Prior to the 21st century, much of the research into why and how people vote focused on nurture, rather than nature. In the 1950s and 1960s, for instance, sociologists widely agreed that people's politics often fell in lockstep with their parents' [source: Tedin]. In the following decades, that environmental explanation would broaden to include a number of other variables, such as socioeconomics, education, peer pressure, age and gender. Even still, the parent-child relationship remained central to the understanding of how political affiliations are formed [source: Fowler, Baker and Dawes].


But while nurture, or how a person is raised, undoubtedly plays a pivotal role in shaping political viewpoints, the extant research had largely ignored the nature side of the equation. That is, until genopolitics came along and offered a glimpse into how much people's genes determine whether they swing liberal or conservative, Republican or Democrat. In 2005, acknowledging that the idea of inborn political ideologies would strike many colleagues as "far-fetched, odd, even perverse," a trio of political scientists published a groundbreaking study in the American Political Science Review suggesting that behavioral genetics in fact makes a significant impact at the polls [source: Alford, Funk and Hibbing].

The team compared survey data assessing political and social outlooks from pairs of fraternal and identical twins and compared how closely their responses aligned.
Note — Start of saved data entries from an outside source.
//! Controller input: action definitions, per-frame state sync, and
//! preferred-hand tracking.

use openxr as xr;

use log::{debug, warn};
use oriel_vr::{Hand, VrError, VrResult};

use crate::session::xr_err;

pub const MAX_CONTROLLERS: usize = Hand::COUNT;

const TOUCH_CONTROLLER_PROFILE: &str = "/interaction_profiles/oculus/touch_controller";

/// Snapshot of a boolean action for one sync.
///
/// `changed` is the edge-detection mechanism: it is true only when the value
/// differs from the previous sync, so a press triggers once instead of
/// re-firing every frame it is held.
#[derive(Debug, Clone, Copy, Default)]
pub struct ButtonState {
    pub pressed: bool,
    pub changed: bool,
    pub active: bool,
}

#[derive(Debug, Clone, Copy, Default)]
pub struct StickState {
    pub x: f32,
    pub y: f32,
    pub changed: bool,
    pub active: bool,
}

impl From<xr::ActionState<bool>> for ButtonState {
    fn from(state: xr::ActionState<bool>) -> Self {
        Self {
            pressed: state.current_state,
            changed: state.changed_since_last_sync,
            active: state.is_active,
        }
    }
}

impl From<xr::ActionState<xr::Vector2f>> for StickState {
    fn from(state: xr::ActionState<xr::Vector2f>) -> Self {
        Self {
            x: state.current_state.x,
            y: state.current_state.y,
            changed: state.changed_since_last_sync,
            active: state.is_active,
        }
    }
}

/// Action set, actions, and per-hand action spaces. Created once per
/// session; the action table is fully known at compile time.
pub struct InputStateStatic {
    // Hand spaces depend on the pose action, so they are declared first and
    // dropped first.
    hand_spaces: [Option<xr::Space>; MAX_CONTROLLERS],
    hand_subaction_paths: [xr::Path; MAX_CONTROLLERS],

    face_buttons: [xr::Action<bool>; 4],
    menu_button: xr::Action<bool>,
    hand_pose: xr::Action<xr::Posef>,
    trigger: xr::Action<bool>,
    squeeze: xr::Action<bool>,
    thumbstick: xr::Action<xr::Vector2f>,
    thumbstick_click: xr::Action<bool>,
    thumbrest_touch: xr::Action<bool>,

    action_set: xr::ActionSet,
}

impl InputStateStatic {
    pub fn new(
        instance: &xr::Instance,
        session: &xr::Session<xr::OpenGlEs>,
    ) -> VrResult<Self> {
        let action_set = instance
            .create_action_set("oriel_controls", "Oriel Controls", 1)
            .map_err(|e| VrError::Input(format!("xrCreateActionSet: {e:?}")))?;

        let left = instance
            .string_to_path("/user/hand/left")
            .map_err(|e| VrError::Input(format!("left hand path: {e:?}")))?;
        let right = instance
            .string_to_path("/user/hand/right")
            .map_err(|e| VrError::Input(format!("right hand path: {e:?}")))?;
        let hand_subaction_paths = [left, right];

        let button = |name: &str, localized: &str| {
            action_set
                .create_action::<bool>(name, localized, &[])
                .map_err(|e| VrError::Input(format!("action {name}: {e:?}")))
        };
        let face_buttons = [
            button("a_button", "A Button")?,
            button("b_button", "B Button")?,
            button("x_button", "X Button")?,
            button("y_button", "Y Button")?,
        ];
        let menu_button = button("menu", "Menu Button")?;

        // Per-hand actions share one definition and are queried through the
        // hand subaction paths.
        let hand_pose = action_set
            .create_action::<xr::Posef>("hand_pose", "Hand Pose", &hand_subaction_paths)
            .map_err(|e| VrError::Input(format!("action hand_pose: {e:?}")))?;
        let per_hand_button = |name: &str, localized: &str| {
            action_set
                .create_action::<bool>(name, localized, &hand_subaction_paths)
                .map_err(|e| VrError::Input(format!("action {name}: {e:?}")))
        };
        let trigger = per_hand_button("trigger", "Trigger")?;
        let squeeze = per_hand_button("squeeze", "Grip")?;
        let thumbstick = action_set
            .create_action::<xr::Vector2f>("thumbstick", "Thumbstick", &hand_subaction_paths)
            .map_err(|e| VrError::Input(format!("action thumbstick: {e:?}")))?;
        let thumbstick_click = per_hand_button("thumbstick_click", "Thumbstick Click")?;
        let thumbrest_touch = per_hand_button("thumbrest_touch", "Thumbrest Touch")?;

        let this = Self {
            hand_spaces: [None, None],
            hand_subaction_paths,
            face_buttons,
            menu_button,
            hand_pose,
            trigger,
            squeeze,
            thumbstick,
            thumbstick_click,
            thumbrest_touch,
            action_set,
        };
        this.suggest_touch_bindings(instance);

        session
            .attach_action_sets(&[&this.action_set])
            .map_err(|e| VrError::Input(format!("xrAttachSessionActionSets: {e:?}")))?;

        debug!("input actions and bindings initialized");
        Ok(this)
    }

    /// Suggest the Touch controller binding table. Rejection is tolerated:
    /// older runtimes may not know the profile.
    fn suggest_touch_bindings(&self, instance: &xr::Instance) {
        macro_rules! bind {
            ($bindings:expr, $action:expr, $path:expr) => {
                if let Ok(path) = instance.string_to_path($path) {
                    $bindings.push(xr::Binding::new($action, path));
                }
            };
        }

        let mut bindings = Vec::with_capacity(18);
        bind!(bindings, &self.menu_button, "/user/hand/left/input/menu/click");
        bind!(bindings, &self.hand_pose, "/user/hand/left/input/aim/pose");
        bind!(bindings, &self.hand_pose, "/user/hand/right/input/aim/pose");
        bind!(bindings, &self.face_buttons[0], "/user/hand/right/input/a/click");
        bind!(bindings, &self.face_buttons[1], "/user/hand/right/input/b/click");
        bind!(bindings, &self.face_buttons[2], "/user/hand/left/input/x/click");
        bind!(bindings, &self.face_buttons[3], "/user/hand/left/input/y/click");
        bind!(bindings, &self.trigger, "/user/hand/left/input/trigger");
        bind!(bindings, &self.trigger, "/user/hand/right/input/trigger");
        bind!(bindings, &self.squeeze, "/user/hand/left/input/squeeze/value");
        bind!(bindings, &self.squeeze, "/user/hand/right/input/squeeze/value");
        bind!(bindings, &self.thumbstick, "/user/hand/left/input/thumbstick");
        bind!(bindings, &self.thumbstick, "/user/hand/right/input/thumbstick");
        bind!(
            bindings,
            &self.thumbstick_click,
            "/user/hand/left/input/thumbstick/click"
        );
        bind!(
            bindings,
            &self.thumbstick_click,
            "/user/hand/right/input/thumbstick/click"
        );
        bind!(
            bindings,
            &self.thumbrest_touch,
            "/user/hand/left/input/thumbrest/touch"
        );
        bind!(
            bindings,
            &self.thumbrest_touch,
            "/user/hand/right/input/thumbrest/touch"
        );

        match instance.string_to_path(TOUCH_CONTROLLER_PROFILE) {
            Ok(profile) => {
                if let Err(e) = instance.suggest_interaction_profile_bindings(profile, &bindings) {
                    warn!("Touch controller binding suggestion rejected: {e:?}");
                }
            }
            Err(e) => warn!("Touch controller profile path: {e:?}"),
        }
    }
}

/// Per-frame controller state. Refreshed by the two sync calls, buttons
/// first.
#[derive(Debug, Clone, Copy)]
pub struct InputStateFrame {
    pub preferred_hand: Hand,

    pub face_buttons: [ButtonState; 4],
    pub menu_button: ButtonState,

    pub trigger: [ButtonState; MAX_CONTROLLERS],
    pub squeeze: [ButtonState; MAX_CONTROLLERS],
    pub thumbstick: [StickState; MAX_CONTROLLERS],
    pub thumbstick_click: [ButtonState; MAX_CONTROLLERS],
    pub thumbrest_touch: [ButtonState; MAX_CONTROLLERS],

    pub hand_active: [bool; MAX_CONTROLLERS],
    pub hand_poses: [xr::Posef; MAX_CONTROLLERS],
}

impl Default for InputStateFrame {
    fn default() -> Self {
        Self {
            preferred_hand: Hand::Right,
            face_buttons: Default::default(),
            menu_button: ButtonState::default(),
            trigger: Default::default(),
            squeeze: Default::default(),
            thumbstick: Default::default(),
            thumbstick_click: Default::default(),
            thumbrest_touch: Default::default(),
            hand_active: [false; MAX_CONTROLLERS],
            hand_poses: [xr::Posef::IDENTITY; MAX_CONTROLLERS],
        }
    }
}

impl InputStateFrame {
    /// One batched action sync followed by state readback. Must run before
    /// [`Self::sync_hand_poses`] each frame. Hand action spaces are created
    /// the first time their hand is seen.
    pub fn sync_buttons_and_thumbsticks(
        &mut self,
        session: &xr::Session<xr::OpenGlEs>,
        statics: &mut InputStateStatic,
    ) -> VrResult<()> {
        session
            .sync_actions(&[xr::ActiveActionSet::new(&statics.action_set)])
            .map_err(|e| xr_err("xrSyncActions", e))?;

        for (slot, action) in self.face_buttons.iter_mut().zip(&statics.face_buttons) {
            *slot = button_state(session, action, xr::Path::NULL)?;
        }
        self.menu_button = button_state(session, &statics.menu_button, xr::Path::NULL)?;

        for hand in [Hand::Left, Hand::Right] {
            let index = hand.index();
            let path = statics.hand_subaction_paths[index];

            self.trigger[index] = button_state(session, &statics.trigger, path)?;
            self.squeeze[index] = button_state(session, &statics.squeeze, path)?;
            self.thumbstick[index] = statics
                .thumbstick
                .state(session, path)
                .map(StickState::from)
                .map_err(|e| xr_err("xrGetActionStateVector2f", e))?;
            self.thumbstick_click[index] =
                button_state(session, &statics.thumbstick_click, path)?;
            self.thumbrest_touch[index] =
                button_state(session, &statics.thumbrest_touch, path)?;

            if statics.hand_spaces[index].is_none() {
                let space = statics
                    .hand_pose
                    .create_space(session, path, xr::Posef::IDENTITY)
                    .map_err(|e| xr_err("xrCreateActionSpace", e))?;
                statics.hand_spaces[index] = Some(space);
                debug!("created {hand:?} hand action space");
            }

            self.hand_active[index] = statics
                .hand_pose
                .is_active(session, path)
                .map_err(|e| xr_err("xrGetActionStatePose", e))?;
        }

        Ok(())
    }

    /// Locate both hands at the frame's predicted display time and update
    /// the preferred hand.
    pub fn sync_hand_poses(
        &mut self,
        statics: &InputStateStatic,
        reference_space: &xr::Space,
        predicted_display_time: xr::Time,
    ) -> VrResult<()> {
        for index in 0..MAX_CONTROLLERS {
            match &statics.hand_spaces[index] {
                Some(space) => {
                    let location = space
                        .locate(reference_space, predicted_display_time)
                        .map_err(|e| xr_err("xrLocateSpace", e))?;
                    let position_valid = location
                        .location_flags
                        .contains(xr::SpaceLocationFlags::POSITION_VALID);
                    self.hand_poses[index] = location.pose;
                    // A hand counts as active only with usable tracking.
                    self.hand_active[index] = self.hand_active[index] && position_valid;
                }
                None => self.hand_active[index] = false,
            }
        }

        let left = self.trigger[Hand::Left.index()];
        let right = self.trigger[Hand::Right.index()];
        self.preferred_hand = select_preferred_hand(
            self.preferred_hand,
            self.hand_active[Hand::Left.index()],
            self.hand_active[Hand::Right.index()],
            left.changed && left.pressed,
            right.changed && right.pressed,
        );
        Ok(())
    }

    /// Whether any button edge occurred during the last sync.
    pub fn has_button_changes(&self) -> bool {
        if self.face_buttons.iter().any(|b| b.changed) || self.menu_button.changed {
            return true;
        }
        (0..MAX_CONTROLLERS).any(|hand| {
            self.thumbstick_click[hand].changed
                || self.thumbrest_touch[hand].changed
                || self.trigger[hand].changed
                || self.squeeze[hand].changed
        })
    }
}

fn button_state(
    session: &xr::Session<xr::OpenGlEs>,
    action: &xr::Action<bool>,
    subaction_path: xr::Path,
) -> VrResult<ButtonState> {
    action
        .state(session, subaction_path)
        .map(ButtonState::from)
        .map_err(|e| xr_err("xrGetActionStateBoolean", e))
}

/// Preferred-hand hysteresis.
///
/// A single active hand always wins. With both hands active, preference
/// flips only on a fresh trigger-down edge on the other hand; with neither
/// active the previous preference survives. This keeps pointing stable when
/// both controllers are tracked at once.
pub(crate) fn select_preferred_hand(
    previous: Hand,
    left_active: bool,
    right_active: bool,
    left_trigger_edge: bool,
    right_trigger_edge: bool,
) -> Hand {
    match (left_active, right_active) {
        (true, false) => Hand::Left,
        (false, true) => Hand::Right,
        (true, true) => {
            if left_trigger_edge {
                Hand::Left
            } else if right_trigger_edge {
                Hand::Right
            } else {
                previous
            }
        }
        (false, false) => previous,
    }
}

#[cfg(test)]
mod tests {
    use super::*;

    #[test]
    fn single_active_hand_is_preferred_regardless_of_history() {
        assert_eq!(
            select_preferred_hand(Hand::Right, true, false, false, false),
            Hand::Left
        );
        assert_eq!(
            select_preferred_hand(Hand::Left, false, true, false, false),
            Hand::Right
        );
    }

    #[test]
    fn both_hands_active_without_edges_keeps_preference() {
        assert_eq!(
            select_preferred_hand(Hand::Left, true, true, false, false),
            Hand::Left
        );
        assert_eq!(
            select_preferred_hand(Hand::Right, true, true, false, false),
            Hand::Right
        );
    }

    #[test]
    fn trigger_edge_on_other_hand_flips_preference() {
        assert_eq!(
            select_preferred_hand(Hand::Right, true, true, true, false),
            Hand::Left
        );
        assert_eq!(
            select_preferred_hand(Hand::Left, true, true, false, true),
            Hand::Right
        );
    }

    #[test]
    fn simultaneous_edges_favor_the_left_check_order() {
        assert_eq!(
            select_preferred_hand(Hand::Right, true, true, true, true),
            Hand::Left
        );
    }

    #[test]
    fn no_active_hands_keeps_preference() {
        assert_eq!(
            select_preferred_hand(Hand::Left, false, false, true, true),
            Hand::Left
        );
    }

    #[test]
    fn button_edges_are_detected() {
        let mut frame = InputStateFrame::default();
        assert!(!frame.has_button_changes());

        frame.menu_button.changed = true;
        assert!(frame.has_button_changes());

        frame.menu_button.changed = false;
        frame.squeeze[1].changed = true;
        assert!(frame.has_button_changes());
    }
}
Affirming the study hypothesis, the identical twins who shared 100 percent of their DNA saw more eye-to-eye compared to the fraternal twins who share only half their genes. By the researchers' calculations, genetics is 53 percent responsible for stances on social issues and 14 percent responsible for the political party alignment [source: Carey].

For the first time, scientific literature supported the notion that politics run in the family, not only in terms of socialization and values, but also in the genes passed along from parents to children. And thus genopolitics was born.